## THE TASK
Take the lines below between the one holding "in code with" and the one holding "cannot name a", inclusive, and copy them exactly. Add nothing.

## DATASET RECORDS
=====
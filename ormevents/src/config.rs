//! Event manager configuration.
//!
//! The configuration is an in-memory value. It can be assembled in code with
//! the builder helpers or deserialized with serde from any self-describing
//! format. Deserialization never fails on the *kind* of an entry: values that
//! cannot name a subscriber or listener are kept as [`Entry::Invalid`] or
//! [`ListenerSlot::Malformed`] so the factory can report them precisely.
//!
//! The application-wide document has this layout:
//!
//! ```json
//! {
//!   "doctrine": {
//!     "event_manager": {
//!       "orm_default": {
//!         "subscribers": ["app::AuditSubscriber", "audit.subscriber"],
//!         "listeners": [{ "listener": "timestamps", "events": ["pre_persist"] }]
//!       }
//!     }
//!   }
//! }
//! ```

use ormevents_core::{EventNames, Object, SharedObject, ValueKind};
use serde::{
    Deserialize, Deserializer,
    de::{self, IgnoredAny, MapAccess, SeqAccess, Visitor, value::MapAccessDeserializer},
};
use std::{collections::HashMap, fmt, sync::Arc};

/// The config key used when none is given.
pub const DEFAULT_CONFIG_KEY: &str = "orm_default";

/// Name of the container service holding the [`ApplicationConfig`].
pub const CONFIG_SERVICE: &str = "config";

// ============================================================================
// Entries
// ============================================================================

/// A subscriber entry, or the `listener` field of a listener entry.
#[derive(Clone)]
pub enum Entry {
    /// A live object, used as-is.
    Instance(SharedObject),
    /// A container service name or a registered type name.
    Name(String),
    /// Any other value; only its kind is kept.
    Invalid(ValueKind),
}

impl Entry {
    /// An entry holding `object`.
    pub fn instance<O: Object>(object: O) -> Self {
        Entry::Instance(Arc::new(object))
    }

    /// An entry naming a type by its fully-qualified name.
    pub fn type_of<O: Object>() -> Self {
        Entry::Name(std::any::type_name::<O>().to_owned())
    }

    fn missing() -> Self {
        Entry::Invalid(ValueKind::Null)
    }
}

impl From<&str> for Entry {
    fn from(name: &str) -> Self {
        Entry::Name(name.to_owned())
    }
}

impl From<String> for Entry {
    fn from(name: String) -> Self {
        Entry::Name(name)
    }
}

impl From<SharedObject> for Entry {
    fn from(object: SharedObject) -> Self {
        Entry::Instance(object)
    }
}

impl From<ValueKind> for Entry {
    fn from(kind: ValueKind) -> Self {
        Entry::Invalid(kind)
    }
}

impl fmt::Debug for Entry {
    fn fmt(&self, f: &mut fmt::Formatter<'_>) -> fmt::Result {
        match self {
            Entry::Instance(object) => f.debug_tuple("Instance").field(&object.type_name()).finish(),
            Entry::Name(name) => f.debug_tuple("Name").field(name).finish(),
            Entry::Invalid(kind) => f.debug_tuple("Invalid").field(kind).finish(),
        }
    }
}

/// A listener entry: a listener plus the events it handles.
#[derive(Debug, Clone, Deserialize)]
pub struct ListenerConfig {
    /// The listener to resolve.
    #[serde(default = "Entry::missing")]
    pub listener: Entry,
    /// The events to register the listener for.
    #[serde(default)]
    pub events: EventNames,
}

impl ListenerConfig {
    /// Create a listener entry.
    pub fn new(listener: impl Into<Entry>, events: impl Into<EventNames>) -> Self {
        Self {
            listener: listener.into(),
            events: events.into(),
        }
    }
}

/// An item of the `listeners` list as found in configuration.
#[derive(Debug, Clone)]
pub enum ListenerSlot {
    /// A well-formed `{listener, events}` mapping.
    Config(ListenerConfig),
    /// Anything that is not a mapping.
    Malformed(ValueKind),
}

impl From<ListenerConfig> for ListenerSlot {
    fn from(config: ListenerConfig) -> Self {
        ListenerSlot::Config(config)
    }
}

// ============================================================================
// Deserialization
// ============================================================================

/// Implements the visitor methods that only record a value's kind.
macro_rules! visit_kinds {
    ($de:lifetime, $wrap:path) => {
        fn visit_bool<E: de::Error>(self, _: bool) -> Result<Self::Value, E> {
            Ok($wrap(ValueKind::Boolean))
        }

        fn visit_i64<E: de::Error>(self, _: i64) -> Result<Self::Value, E> {
            Ok($wrap(ValueKind::Integer))
        }

        fn visit_u64<E: de::Error>(self, _: u64) -> Result<Self::Value, E> {
            Ok($wrap(ValueKind::Integer))
        }

        fn visit_f64<E: de::Error>(self, _: f64) -> Result<Self::Value, E> {
            Ok($wrap(ValueKind::Float))
        }

        fn visit_unit<E: de::Error>(self) -> Result<Self::Value, E> {
            Ok($wrap(ValueKind::Null))
        }

        fn visit_none<E: de::Error>(self) -> Result<Self::Value, E> {
            Ok($wrap(ValueKind::Null))
        }

        fn visit_seq<A: SeqAccess<$de>>(self, mut seq: A) -> Result<Self::Value, A::Error> {
            while seq.next_element::<IgnoredAny>()?.is_some() {}
            Ok($wrap(ValueKind::Array))
        }
    };
}

struct EntryVisitor;

impl<'de> Visitor<'de> for EntryVisitor {
    type Value = Entry;

    fn expecting(&self, f: &mut fmt::Formatter<'_>) -> fmt::Result {
        f.write_str("a service or type name")
    }

    visit_kinds!('de, Entry::Invalid);

    fn visit_str<E: de::Error>(self, name: &str) -> Result<Self::Value, E> {
        Ok(Entry::Name(name.to_owned()))
    }

    fn visit_string<E: de::Error>(self, name: String) -> Result<Self::Value, E> {
        Ok(Entry::Name(name))
    }

    fn visit_some<D: Deserializer<'de>>(self, deserializer: D) -> Result<Self::Value, D::Error> {
        deserializer.deserialize_any(self)
    }

    fn visit_map<A: MapAccess<'de>>(self, mut map: A) -> Result<Self::Value, A::Error> {
        while map.next_entry::<IgnoredAny, IgnoredAny>()?.is_some() {}
        Ok(Entry::Invalid(ValueKind::Mapping))
    }
}

impl<'de> Deserialize<'de> for Entry {
    fn deserialize<D: Deserializer<'de>>(deserializer: D) -> Result<Self, D::Error> {
        deserializer.deserialize_any(EntryVisitor)
    }
}

struct ListenerSlotVisitor;

impl<'de> Visitor<'de> for ListenerSlotVisitor {
    type Value = ListenerSlot;

    fn expecting(&self, f: &mut fmt::Formatter<'_>) -> fmt::Result {
        f.write_str("a listener mapping")
    }

    visit_kinds!('de, ListenerSlot::Malformed);

    fn visit_str<E: de::Error>(self, _: &str) -> Result<Self::Value, E> {
        Ok(ListenerSlot::Malformed(ValueKind::String))
    }

    fn visit_some<D: Deserializer<'de>>(self, deserializer: D) -> Result<Self::Value, D::Error> {
        deserializer.deserialize_any(self)
    }

    fn visit_map<A: MapAccess<'de>>(self, map: A) -> Result<Self::Value, A::Error> {
        ListenerConfig::deserialize(MapAccessDeserializer::new(map)).map(ListenerSlot::Config)
    }
}

impl<'de> Deserialize<'de> for ListenerSlot {
    fn deserialize<D: Deserializer<'de>>(deserializer: D) -> Result<Self, D::Error> {
        deserializer.deserialize_any(ListenerSlotVisitor)
    }
}

// ============================================================================
// Event manager section
// ============================================================================

/// Configuration of one event manager.
///
/// The default value has no subscribers and no listeners.
#[derive(Debug, Clone, Default, Deserialize)]
#[serde(default)]
pub struct EventManagerConfig {
    /// Subscriber entries, in registration order.
    pub subscribers: Vec<Entry>,
    /// Listener entries, in registration order.
    pub listeners: Vec<ListenerSlot>,
}

impl EventManagerConfig {
    /// Create an empty configuration.
    pub fn new() -> Self {
        Self::default()
    }

    /// Append a subscriber entry.
    pub fn with_subscriber(mut self, subscriber: impl Into<Entry>) -> Self {
        self.subscribers.push(subscriber.into());
        self
    }

    /// Append a listener entry.
    pub fn with_listener(
        mut self,
        listener: impl Into<Entry>,
        events: impl Into<EventNames>,
    ) -> Self {
        self.listeners
            .push(ListenerSlot::Config(ListenerConfig::new(listener, events)));
        self
    }

    /// Append a raw listener slot, well-formed or not.
    pub fn with_listener_slot(mut self, slot: impl Into<ListenerSlot>) -> Self {
        self.listeners.push(slot.into());
        self
    }

    /// Returns `true` if there is nothing to register.
    pub fn is_empty(&self) -> bool {
        self.subscribers.is_empty() && self.listeners.is_empty()
    }
}

// ============================================================================
// Application config
// ============================================================================

/// The ORM section of the application config.
#[derive(Debug, Clone, Default, Deserialize)]
#[serde(default)]
pub struct OrmConfig {
    /// Event manager sections by config key.
    pub event_manager: HashMap<String, EventManagerConfig>,
}

/// The application-wide configuration document.
///
/// Registered in a container under [`CONFIG_SERVICE`], it is where
/// [`EventManagerFactory::create`](crate::EventManagerFactory::create) looks up
/// its section.
#[derive(Debug, Clone, Default, Deserialize)]
#[serde(default)]
pub struct ApplicationConfig {
    /// The ORM section, found under the `doctrine` key.
    #[serde(rename = "doctrine")]
    pub orm: OrmConfig,
}

impl ApplicationConfig {
    /// Create an empty application config.
    pub fn new() -> Self {
        Self::default()
    }

    /// Set the event manager section for `key`.
    pub fn with_event_manager(mut self, key: impl Into<String>, config: EventManagerConfig) -> Self {
        self.orm.event_manager.insert(key.into(), config);
        self
    }

    /// The event manager section for `key`, or the default (empty) section.
    pub fn event_manager(&self, key: &str) -> EventManagerConfig {
        self.orm
            .event_manager
            .get(key)
            .cloned()
            .unwrap_or_default()
    }
}

impl Object for ApplicationConfig {}

#[cfg(test)]
mod tests {
    use super::{ApplicationConfig, DEFAULT_CONFIG_KEY, Entry, EventManagerConfig, ListenerSlot};
    use crate::testing::CountingObject;
    use ormevents_core::{EventNames, ValueKind};

    #[test]
    fn test_default_is_empty() {
        let config = EventManagerConfig::default();
        assert!(config.subscribers.is_empty());
        assert!(config.listeners.is_empty());
        assert!(config.is_empty());
    }

    #[test]
    fn test_missing_keys_default_to_empty() {
        let config: EventManagerConfig = serde_json::from_str("{}").unwrap();
        assert!(config.is_empty());

        let config: EventManagerConfig =
            serde_json::from_str(r#"{"subscribers": ["audit"]}"#).unwrap();
        assert_eq!(config.subscribers.len(), 1);
        assert!(config.listeners.is_empty());
    }

    #[test]
    fn test_subscriber_entries_keep_their_kind() {
        let config: EventManagerConfig = serde_json::from_str(
            r#"{"subscribers": ["audit", 42, 1.5, true, null, [1, 2], {"a": 1}]}"#,
        )
        .unwrap();

        let kinds: Vec<String> = config
            .subscribers
            .iter()
            .map(|entry| match entry {
                Entry::Name(name) => name.clone(),
                Entry::Invalid(kind) => kind.to_string(),
                Entry::Instance(_) => unreachable!(),
            })
            .collect();
        assert_eq!(
            kinds,
            ["audit", "integer", "float", "boolean", "null", "array", "mapping"]
        );
    }

    #[test]
    fn test_listener_slots() {
        let config: EventManagerConfig = serde_json::from_str(
            r#"{"listeners": [
                {"listener": "timestamps", "events": "load"},
                {"listener": "timestamps", "events": ["load", "save"]},
                "timestamps",
                7,
                {"events": "load"}
            ]}"#,
        )
        .unwrap();

        let ListenerSlot::Config(single) = &config.listeners[0] else {
            panic!("expected a listener config");
        };
        assert!(matches!(single.listener, Entry::Name(ref name) if name == "timestamps"));
        assert_eq!(single.events, EventNames::from("load"));

        let ListenerSlot::Config(many) = &config.listeners[1] else {
            panic!("expected a listener config");
        };
        assert_eq!(many.events, EventNames::from(["load", "save"]));

        assert!(matches!(
            config.listeners[2],
            ListenerSlot::Malformed(ValueKind::String)
        ));
        assert!(matches!(
            config.listeners[3],
            ListenerSlot::Malformed(ValueKind::Integer)
        ));

        let ListenerSlot::Config(missing) = &config.listeners[4] else {
            panic!("expected a listener config");
        };
        assert!(matches!(missing.listener, Entry::Invalid(ValueKind::Null)));
    }

    #[test]
    fn test_application_config_sections() {
        let app: ApplicationConfig = serde_json::from_str(
            r#"{"doctrine": {"event_manager": {
                "orm_default": {"subscribers": ["audit"]},
                "orm_reporting": {"listeners": [{"listener": "cache", "events": "flush"}]}
            }}}"#,
        )
        .unwrap();

        assert_eq!(app.event_manager(DEFAULT_CONFIG_KEY).subscribers.len(), 1);
        assert_eq!(app.event_manager("orm_reporting").listeners.len(), 1);
        assert!(app.event_manager("orm_missing").is_empty());
    }

    #[test]
    fn test_builder_helpers() {
        let config = EventManagerConfig::new()
            .with_subscriber("audit")
            .with_subscriber(Entry::instance(CountingObject))
            .with_listener("timestamps", ["load", "save"])
            .with_listener_slot(ListenerSlot::Malformed(ValueKind::Integer));

        assert_eq!(config.subscribers.len(), 2);
        assert_eq!(config.listeners.len(), 2);
        assert!(format!("{:?}", config.subscribers[1]).contains("CountingObject"));
    }
}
=====
## ANSWER TO THIS PROBLEM
//! The configuration is an in-memory value. It can be assembled in code with
//! the builder helpers or deserialized with serde from any self-describing
//! format. Deserialization never fails on the *kind* of an entry: values that
//! cannot name a subscriber or listener are kept as [`Entry::Invalid`] or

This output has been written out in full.